Dans ce sillage, elle a mis en garde les responsables politiques quant au silence «trompeur» du peuple, mais dont la «colère latente» en dit long sur sa position par rapport à ces questions, a laissé entendre la même responsable. Revenant sur le scandale du «Panama Papers», Hanoune a laissé libre cours à une multitude d’interrogations sur les tenants et les aboutissants de cette affaire. Avant de trancher, au PT, «nous voulons comprendre d’abord», a-t-elle fait savoir, avant d’évoquer peu après le cas de Bouchouareb, cité comme étant impliqué dans ce dossier touchant à plusieurs personnalités du monde entier parmi lesquelles figurent des chefs d’États. À ce titre, elle affirme, d’emblée, qu’il y’a un parti pris dans ce scandale. En effet, elle se demande à qui profite bien cette affaire «faisant délibérément fuir des tas de données», ou encore, «qui a ordonné la publication des ces infos ?, pourquoi maintenant? ». Telles étaient les questions qui lui font dire qu’il y’a bien anguille sous roche et des non-dits qui restent à connaître. Ceci, d’autant plus et comme par hasard, aucune personnalité américaine, juive et autre, n’a été citée dans ce scandale, a-t-elle fait remarquer. Ceci l’amène à croire, donc, qu’il s’agit d’une campagne concoctée par les puissances occidentales et les partisans du capitalisme, «à l’origine déjà du chaos et du contexte marqué par des crises multidimensionnelles prévalant dans plusieurs pays», a-t-elle accusé. Mais, cela n’empêche tout de même pas «la blanchiment des personnalités impliquées dans les scandales financiers», allusion aux affaires judiciaires impliquant des responsables algériens, a-t-elle précisé.
Farid Guellil
Hanoune critique la visite de Manuel Valls
D’autre part, Louisa Hanoune a commenté la visite du premier ministre français, Manuel Valls, hier à Alger, à la tête d’une délégation importante de son gouvernement.

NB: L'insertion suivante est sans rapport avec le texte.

use chrono::{Duration, Utc};
use jsonwebtoken::{decode, encode, Algorithm, DecodingKey, EncodingKey, Header, Validation};
use serde::{Deserialize, Serialize};

use crate::error::{AppError, AuthError};

const ALGORITHM: Algorithm = Algorithm::HS256;

#[derive(Debug, Clone, Serialize, Deserialize, PartialEq, Eq)]
pub struct Claims {
    pub user_id: i64,
    pub email: String,
    pub iat: i64, // Issued at
    pub nbf: i64, // Not before
    pub exp: i64, // Expiration time
}

/// Issues and validates HS256 access tokens.
///
/// Validation pins the algorithm, requires `exp` and `nbf`, and allows no clock
/// leeway. Every rejection collapses into [`AuthError::InvalidToken`] so callers
/// cannot tell an expired token from a forged one.
#[derive(Clone)]
pub struct AccessTokenCodec {
    encoding_key: EncodingKey,
    decoding_key: DecodingKey,
    validation: Validation,
    ttl: Duration,
}

impl AccessTokenCodec {
    pub fn new(secret: &str, ttl: Duration) -> Result<Self, AppError> {
        if secret.is_empty() {
            return Err(AppError::ConfigError("signing secret cannot be empty".into()));
        }

        let mut validation = Validation::new(ALGORITHM);
        validation.leeway = 0;
        validation.validate_exp = true;
        validation.validate_nbf = true;
        validation.set_required_spec_claims(&["exp", "nbf"]);

        Ok(Self {
            encoding_key: EncodingKey::from_secret(secret.as_bytes()),
            decoding_key: DecodingKey::from_secret(secret.as_bytes()),
            validation,
            ttl,
        })
    }

    pub fn ttl(&self) -> Duration {
        self.ttl
    }

    pub fn issue(&self, user_id: i64, email: &str) -> Result<String, AppError> {
        let now = Utc::now();
        let claims = Claims {
            user_id,
            email: email.to_string(),
            iat: now.timestamp(),
            nbf: now.timestamp(),
            exp: (now + self.ttl).timestamp(),
        };

        encode(&Header::new(ALGORITHM), &claims, &self.encoding_key)
            .map_err(|e| AppError::InternalError(format!("Failed to create token: {}", e)))
    }

    pub fn validate(&self, token: &str) -> Result<Claims, AppError> {
        decode::<Claims>(token, &self.decoding_key, &self.validation)
            .map(|data| data.claims)
            .map_err(|e| {
                tracing::debug!(reason = ?e.kind(), "access token rejected");
                AppError::AuthError(AuthError::InvalidToken)
            })
    }
}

Tout en considérant que l’Algérie n’a tiré aucun profit des partenariats conclus avec la France et dans le cadre de l’Union européenne. Intervenant dans un contexte de tensions entre Alger et Paris, le voyage du staff gouvernemental français ne vise que «le sauvetage des entreprises de ce pays», a-t-elle estimé. Pour elle, le fait que la France et de nombreux autres pays de l’Europe s’enlisent dans une crise économique, en dit long sur l’objet de cette visite. «L’Algérie est-elle au courant de cet état de fait?», a-t-elle mis en garde. Certes, pour elle, si la France est en quête de rafler les marchés dans le pays est en soi «un droit», il n’en demeure pas moins que l’Algérie ne doit pas accepter d’aller au secours de l’économie française. Toujours dans le même ordre d’idée, Hanoune appelle à privilégier «la préférence nationale», à même d’arriver à un partenariat «gagnant-gagnant». Ce qui n’est malheureusement pas le cas, à l’heure actuelle, a conclu la SG du PT.
F. G.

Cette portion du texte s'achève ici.